MUMBAI, May 8 (Reuters) – The Indian rupee’s two-day rally is set to stall at Friday’s open, pressured by rising oil prices ‌after renewed fighting between the U.S. and Iran threatened a ‌fragile ceasefire.

The rupee is expected to open in the 94.40-94.50 range, traders said, after settling at ​94.25 on Thursday. The currency has rallied more than 1% over the past two sessions, recovering from a all-time low of 95.4325 hit earlier in the week.

Oil prices climbed on Friday after renewed U.S.-Iran hostilities dashed hopes of progress ‌on reopening the Strait ⁠of Hormuz.

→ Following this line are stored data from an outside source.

//! Header-acquisition state and active-bitstream selection

use std::fmt;

/// Where the constructor is in acquiring stream headers
///
/// ```text
/// HeaderAwaiting -> HeaderCollecting -> [HeaderWaitSei] -> HeaderObtained
///        ^                                                      |
///        +------------------- reset() (no cache) <-- Resetting <+
/// ```
#[derive(Debug, Clone, Copy, PartialEq, Eq, Default)]
pub enum BstState {
    /// No parameter set seen yet; leading bytes are dropped
    #[default]
    HeaderAwaiting,
    /// Parameter sets arriving, not yet complete
    HeaderCollecting,
    /// Headers complete, holding on until the first coded slice so that
    /// prefix SEI between the headers and the picture is captured
    HeaderWaitSei,
    /// Headers known; frames flow through
    HeaderObtained,
    /// Transient, inside `reset()`
    Resetting,
}

impl BstState {
    /// Whether incoming data still goes through header acquisition
    pub fn is_collecting(&self) -> bool {
        matches!(
            self,
            BstState::HeaderAwaiting | BstState::HeaderCollecting | BstState::HeaderWaitSei
        )
    }
}

impl fmt::Display for BstState {
    fn fmt(&self, f: &mut fmt::Formatter<'_>) -> fmt::Result {
        let name = match self {
            BstState::HeaderAwaiting => "header-awaiting",
            BstState::HeaderCollecting => "header-collecting",
            BstState::HeaderWaitSei => "header-wait-sei",
            BstState::HeaderObtained => "header-obtained",
            BstState::Resetting => "resetting",
        };
        f.write_str(name)
    }
}

/// Which bitstream the decoder currently sees
#[derive(Debug, Clone, Copy, PartialEq, Eq, Default)]
pub enum Active {
    /// Nothing to decode
    #[default]
    None,
    /// The caller's buffer, zero-copy
    Input,
    /// The internal accumulation buffer
    Buffer,
}
//! Per-access-unit picture descriptors attached to assembled bitstreams

use std::fmt;

/// Picture type
#[derive(Debug, Clone, Copy, PartialEq, Eq, Default)]
pub enum PictureType {
    /// Intra frame
    I,
    /// Predicted frame
    P,
    /// Bidirectional frame
    B,
    /// None/Unknown
    #[default]
    None,
}

impl fmt::Display for PictureType {
    fn fmt(&self, f: &mut fmt::Formatter<'_>) -> fmt::Result {
        match self {
            PictureType::I => write!(f, "I"),
            PictureType::P => write!(f, "P"),
            PictureType::B => write!(f, "B"),
            PictureType::None => write!(f, "?"),
        }
    }
}

/// Frame type of the access unit carried by a bitstream
#[derive(Debug, Clone, Copy, PartialEq, Eq, Default)]
pub struct FrameType {
    /// Coding type of the first slice
    pub picture: PictureType,
    /// Instantaneous decoder refresh (resync point)
    pub idr: bool,
    /// Used as a reference by later pictures
    pub reference: bool,
}

impl FrameType {
    /// An IDR intra picture
    pub fn idr() -> Self {
        FrameType {
            picture: PictureType::I,
            idr: true,
            reference: true,
        }
    }

    /// A non-IDR picture of the given type
    pub fn new(picture: PictureType, reference: bool) -> Self {
        FrameType {
            picture,
            idr: false,
            reference,
        }
    }

    /// Whether decoding can start at this access unit
    pub fn is_sync_point(&self) -> bool {
        self.idr || self.picture == PictureType::I
    }
}

impl fmt::Display for FrameType {
    fn fmt(&self, f: &mut fmt::Formatter<'_>) -> fmt::Result {
        write!(f, "{}", self.picture)?;
        if self.idr {
            write!(f, "(IDR)")?;
        }
        Ok(())
    }
}

/// Picture structure hint for the decoder
#[derive(Debug, Clone, Copy, PartialEq, Eq, Default)]
pub enum PicStruct {
    /// Let the decoder work it out from the bitstream
    #[default]
    Unknown,
    /// Progressive frame
    Progressive,
    /// Interlaced, top field first
    FieldTff,
    /// Interlaced, bottom field first
    FieldBff,
}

Iran accused Washington of breaching a month-long ceasefire, while the U.S. said it carried out retaliatory strikes after Iranian ⁠fire on its naval vessels transiting the strait on Thursday.

However, U.S. President Donald Trump said the ceasefire remained in effect, while Washington awaited Tehran’s response to its ​latest ​peace proposal.

Brent crude, which slid to $96 on ​Thursday, on hopes of peace, ‌has since climbed above $100 to around $101.50.

Once again, the news flow has shown that the path towards a lasting agreement is not “linear”, Chris Weston, head research at Melbourne-based broker Pepperstone, said.

Markets are having to reassess assumptions made over the last couple of sessions about the trajectory of the conflict and the ‌normalisation of shipping through Hormuz, he added.

The ​rupee’s recent moves have been heavily conditioned by ​oil price swings, with crude’s ​volatility – fuelled by rapidly shifting expectations of a U.S.-Iran deal – ‌spurring sentiment-led swings in the currency.

A ​series of central ​bank measures to cushion the rupee has had only a short-lived impact.

Market participants said that a sustained reprieve would require oil prices to ​stabilise and attendant dollar ‌outflows to moderate.

Structural dollar demand from oil refiners continues to exert ​persistent pressure on the rupee, prompting hedging activity by importers.